À leur plus bas niveau depuis plusieurs mois, les prix du pétrole continuent de reculer

Crash boursier / station pétrolière off-shore / pétrole

Les marchés pétroliers subissent de lourdes pertes ces derniers jours. Les prix du pétrole ne font que reculer dans un climat économique mondial morose. Les dernières décisions de l'OPEP+ de réduire encore la production du pétrole n'ont donc pas eu l'impact attendu sur les marchés.

Le jeudi 7 décembre, les prix du pétrole ont reculé à leur niveau le plus bas depuis plusieurs mois. Le Brent, référence du pétrole algérien, se négocie toujours sous la barre symbolique des 80 USD. Il est cédé à 75 USD. De son côté, le brut américain West Texas Intermediate est cédé à 70 USD. Le marché pétrolier est donc incapable de trouver matière à un rebond, après une semaine de chute.

Graphique du cours du pétrole BRENT - de juillet à décembre 2023 (TradingView)
Graphique du cours du pétrole BRENT - de juillet à décembre 2023 (TradingView).

Ainsi, les annonces faites, le 30 novembre, par les pays de l'OPEP+ n'ont pas rassuré les marchés. Au contraire, le pétrole reste sur cinq séances de baisses consécutives. Il a perdu en ces 5 jours près de 9%. Il faut dire que les différends entre les membres de l'OPEP+ ont pesé dans la balance. Les opérateurs du marché pétrolier n'ont donc pas accordé du crédit à la promesse des membres de cette organisation d'effectuer de nouvelles coupes conjuguées de 900.000 barils par jour, en net, de janvier à mars prochain, expliquent les observateurs.

L'Arabie Saoudite ouvrira-t-elle les vannes du pétrole ?

Pour les semaines à venir, les prévisions sont les mêmes. Les prix seront dans une fourchette très basse, avertissent les experts. John Kilduff, d'Again Capital indique que les pays producteurs "n'ont plus de munitions" et ajoute pour les jours à venir : "Je ne pense pas qu'on verra quoi que ce soit d'autre de leur part d'ici à la fin de l'année".

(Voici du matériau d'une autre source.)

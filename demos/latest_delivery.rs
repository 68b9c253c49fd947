use anyhow::{Context, Result};
use bdds::{CallContext, Client, progress_bar};
use std::fs::File;
use std::io::{BufWriter, Write};
use std::time::Duration;
use tracing_subscriber::EnvFilter;

fn main() -> Result<()> {
    // Set RUST_LOG=bdds=debug to follow token refreshes and retries.
    tracing_subscriber::fmt()
        .with_env_filter(EnvFilter::try_from_default_env().unwrap_or_else(|_| EnvFilter::new("info")))
        .init();

    // Credentials come from BDDS_USERNAME / BDDS_PASSWORD or a `.bddsrc` file.
    let client = Client::from_env()?;
    let ctx = CallContext::new().with_timeout(Duration::from_secs(30 * 60));

    let products = client.list_products(&ctx)?;
    println!("{} products available", products.len());
    for p in products.iter().take(5) {
        println!("  [{}] {}", p.id, p.name);
    }

    let name = std::env::args()
        .nth(1)
        .unwrap_or_else(|| "EP DocDB front file".to_string());
    let product = client.find_product_by_name(&ctx, &name)?;
    let delivery = client.get_latest_delivery(&ctx, product.id)?;
    println!(
        "latest delivery of {:?}: {} ({}), {} files",
        product.name,
        delivery.name,
        delivery.published_at.to_rfc3339(),
        delivery.files.len()
    );

    let Some(file) = delivery.files.first() else {
        println!("nothing to download");
        return Ok(());
    };
    println!("downloading {} ({})", file.name, file.size);

    let out = File::create(&file.name).with_context(|| format!("cannot create {}", file.name))?;
    let mut out = BufWriter::new(out);
    let bytes = client.download_file_with_progress(
        &ctx,
        product.id,
        delivery.id,
        file.id,
        &mut out,
        progress_bar(),
    )?;
    out.flush()?;
    println!("saved {} bytes to {}", bytes, file.name);
    Ok(())
}
//! Per-call deadline and cancellation.
//!
//! Every client operation takes a [`CallContext`]. It is consulted before each
//! attempt, while sleeping between attempts, when sizing the per-request timeout
//! and while a request or a download body is in flight.

use std::io::{self, Read};
use std::sync::mpsc::{self, Receiver, RecvTimeoutError};
use std::thread;
use std::time::{Duration, Instant};

use reqwest::StatusCode;
use reqwest::blocking::{RequestBuilder, Response};
use tokio_util::sync::CancellationToken;

use crate::error::{Error, Result};

/// Longest uninterrupted wait before the context is consulted again.
pub(crate) const SLEEP_SLICE: Duration = Duration::from_millis(50);

/// Read size of the body pump thread.
const BODY_CHUNK: usize = 64 * 1024;

/// Chunks buffered between the body pump and the reader.
const BODY_QUEUE: usize = 4;

#[derive(Debug, Clone)]
pub struct CallContext {
    deadline: Option<Instant>,
    cancel: CancellationToken,
}

impl Default for CallContext {
    fn default() -> Self {
        Self::new()
    }
}

impl CallContext {
    /// A context with no deadline that is never cancelled unless its token is.
    pub fn new() -> Self {
        Self {
            deadline: None,
            cancel: CancellationToken::new(),
        }
    }

    pub fn with_timeout(self, timeout: Duration) -> Self {
        self.with_deadline(Instant::now() + timeout)
    }

    pub fn with_deadline(mut self, deadline: Instant) -> Self {
        self.deadline = Some(match self.deadline {
            Some(existing) => existing.min(deadline),
            None => deadline,
        });
        self
    }

    /// Ties this context to an externally owned token.
    pub fn with_cancellation(mut self, token: CancellationToken) -> Self {
        self.cancel = token;
        self
    }

    pub fn deadline(&self) -> Option<Instant> {
        self.deadline
    }

    pub fn cancellation_token(&self) -> &CancellationToken {
        &self.cancel
    }

    pub fn cancel(&self) {
        self.cancel.cancel();
    }

    pub fn is_cancelled(&self) -> bool {
        self.cancel.is_cancelled()
    }

    pub fn is_expired(&self) -> bool {
        self.deadline.is_some_and(|d| Instant::now() >= d)
    }

    /// Time left before the deadline, `None` when unbounded.
    pub fn remaining(&self) -> Option<Duration> {
        self.deadline
            .map(|d| d.saturating_duration_since(Instant::now()))
    }

    /// Fails when the call has been cancelled or has run past its deadline.
    pub fn check(&self) -> Result<()> {
        if self.is_cancelled() {
            return Err(Error::Cancelled);
        }
        if self.is_expired() {
            return Err(Error::DeadlineExceeded);
        }
        Ok(())
    }

    /// Per-request timeout: the configured one, shortened to the deadline.
    ///
    /// The flag is true when the deadline is the binding limit.
    pub(crate) fn request_timeout(&self, configured: Duration) -> Result<(Duration, bool)> {
        self.check()?;
        Ok(match self.remaining() {
            Some(left) if left < configured => (left, true),
            _ => (configured, false),
        })
    }

    /// Sleeps for `duration`, waking early on cancellation.
    ///
    /// A deadline that lands inside the sleep fails immediately.
    pub(crate) fn sleep(&self, duration: Duration) -> Result<()> {
        self.check()?;
        let wake = Instant::now() + duration;
        if self.deadline.is_some_and(|d| d < wake) {
            return Err(Error::DeadlineExceeded);
        }
        loop {
            let now = Instant::now();
            if now >= wake {
                return Ok(());
            }
            thread::sleep((wake - now).min(SLEEP_SLICE));
            if self.is_cancelled() {
                return Err(Error::Cancelled);
            }
        }
    }

    /// Maps a send failure. A timeout imposed by the deadline, rather than by
    /// the configured request timeout, reports as [`Error::DeadlineExceeded`].
    pub(crate) fn classify_transport(&self, err: reqwest::Error, bounded: bool) -> Error {
        if self.is_cancelled() {
            Error::Cancelled
        } else if (bounded && err.is_timeout()) || self.is_expired() {
            Error::DeadlineExceeded
        } else {
            Error::Transport(err)
        }
    }

    /// Runs a blocking exchange on a helper thread and waits for it, giving up
    /// as soon as the call is cancelled or runs past its deadline.
    ///
    /// An abandoned exchange finishes in the background, bounded by its own
    /// request timeout, and its result is dropped. A result that arrives after
    /// cancellation is discarded too.
    pub(crate) fn run_interruptible<T, F>(&self, work: F) -> Result<T>
    where
        T: Send + 'static,
        F: FnOnce() -> Result<T> + Send + 'static,
    {
        self.check()?;
        let (tx, rx) = mpsc::sync_channel(1);
        thread::Builder::new()
            .name("bdds-request".into())
            .spawn(move || {
                let _ = tx.send(work());
            })?;

        loop {
            match rx.recv_timeout(SLEEP_SLICE) {
                Ok(result) => {
                    if self.is_cancelled() {
                        return Err(Error::Cancelled);
                    }
                    return result;
                }
                Err(RecvTimeoutError::Timeout) => self.check()?,
                Err(RecvTimeoutError::Disconnected) => {
                    return Err(Error::Io(io::Error::other(
                        "request worker stopped without a result",
                    )));
                }
            }
        }
    }

    /// Sends `req` and reads the whole response body as text, both interruptible.
    pub(crate) fn fetch_text(
        &self,
        req: RequestBuilder,
        bounded: bool,
    ) -> Result<(StatusCode, String)> {
        let worker = self.clone();
        self.run_interruptible(move || {
            let resp = req
                .send()
                .map_err(|e| worker.classify_transport(e, bounded))?;
            let status = resp.status();
            let body = resp
                .text()
                .map_err(|e| worker.classify_transport(e, bounded))?;
            Ok((status, body))
        })
    }

    /// Sends `req` without waiting for the body, interruptible.
    pub(crate) fn send(&self, req: RequestBuilder, bounded: bool) -> Result<Response> {
        let worker = self.clone();
        self.run_interruptible(move || {
            req.send()
                .map_err(|e| worker.classify_transport(e, bounded))
        })
    }

    /// Moves the reads of `body` onto a pump thread so that a stalled read
    /// cannot hold the caller past cancellation or the deadline.
    pub(crate) fn stream_body<R>(&self, body: R) -> Result<BodyReader>
    where
        R: Read + Send + 'static,
    {
        let (tx, rx) = mpsc::sync_channel(BODY_QUEUE);
        thread::Builder::new()
            .name("bdds-body".into())
            .spawn(move || pump(body, tx))?;
        Ok(BodyReader {
            rx,
            chunk: Vec::new(),
            pos: 0,
            done: false,
            ctx: self.clone(),
        })
    }

    pub(crate) fn check_io(&self) -> io::Result<()> {
        if self.is_cancelled() {
            return Err(io::Error::other("operation cancelled"));
        }
        if self.is_expired() {
            return Err(io::Error::new(io::ErrorKind::TimedOut, "deadline exceeded"));
        }
        Ok(())
    }

    /// Maps an I/O failure on the download path, preferring the context's own
    /// verdict when it was cancelled or expired.
    pub(crate) fn classify_io(&self, err: io::Error) -> Error {
        if self.is_cancelled() {
            Error::Cancelled
        } else if self.is_expired() {
            Error::DeadlineExceeded
        } else {
            Error::Io(err)
        }
    }
}

fn pump<R: Read>(mut body: R, tx: mpsc::SyncSender<io::Result<Vec<u8>>>) {
    loop {
        let mut buf = vec![0u8; BODY_CHUNK];
        match body.read(&mut buf) {
            Ok(0) => {
                let _ = tx.send(Ok(Vec::new()));
                return;
            }
            Ok(n) => {
                buf.truncate(n);
                if tx.send(Ok(buf)).is_err() {
                    return;
                }
            }
            Err(e) if e.kind() == io::ErrorKind::Interrupted => continue,
            Err(e) => {
                let _ = tx.send(Err(e));
                return;
            }
        }
    }
}

/// Reader side of [`CallContext::stream_body`]. An empty chunk marks the end
/// of the body.
pub(crate) struct BodyReader {
    rx: Receiver<io::Result<Vec<u8>>>,
    chunk: Vec<u8>,
    pos: usize,
    done: bool,
    ctx: CallContext,
}

impl Read for BodyReader {
    fn read(&mut self, buf: &mut [u8]) -> io::Result<usize> {
        while self.pos >= self.chunk.len() {
            if self.done {
                return Ok(0);
            }
            self.ctx.check_io()?;
            match self.rx.recv_timeout(SLEEP_SLICE) {
                Ok(Ok(chunk)) => {
                    self.done = chunk.is_empty();
                    self.chunk = chunk;
                    self.pos = 0;
                }
                Ok(Err(e)) => return Err(e),
                Err(RecvTimeoutError::Timeout) => {}
                Err(RecvTimeoutError::Disconnected) => {
                    return Err(io::Error::new(
                        io::ErrorKind::UnexpectedEof,
                        "body reader stopped",
                    ));
                }
            }
        }
        let n = buf.len().min(self.chunk.len() - self.pos);
        buf[..n].copy_from_slice(&self.chunk[self.pos..self.pos + n]);
        self.pos += n;
        Ok(n)
    }
}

"La crainte s'accentue de voir les Saoudiens ouvrir les vannes", par dépit et pour éviter de perdre davantage de parts de marché, expliquent encore les analystes en faisant référence à l'année 2014 quand l'Arabie saoudite avait décidé d'inonder le marché, notamment pour contrer l'émergence des États-Unis et le boom du pétrole de schiste. "Les réductions de production ne sont pas suffisantes pour compenser les mauvaises prévisions de demande de la Chine, premier importateur mondial", a estimé, pour sa part, José Torres, d'Interactive Brokers.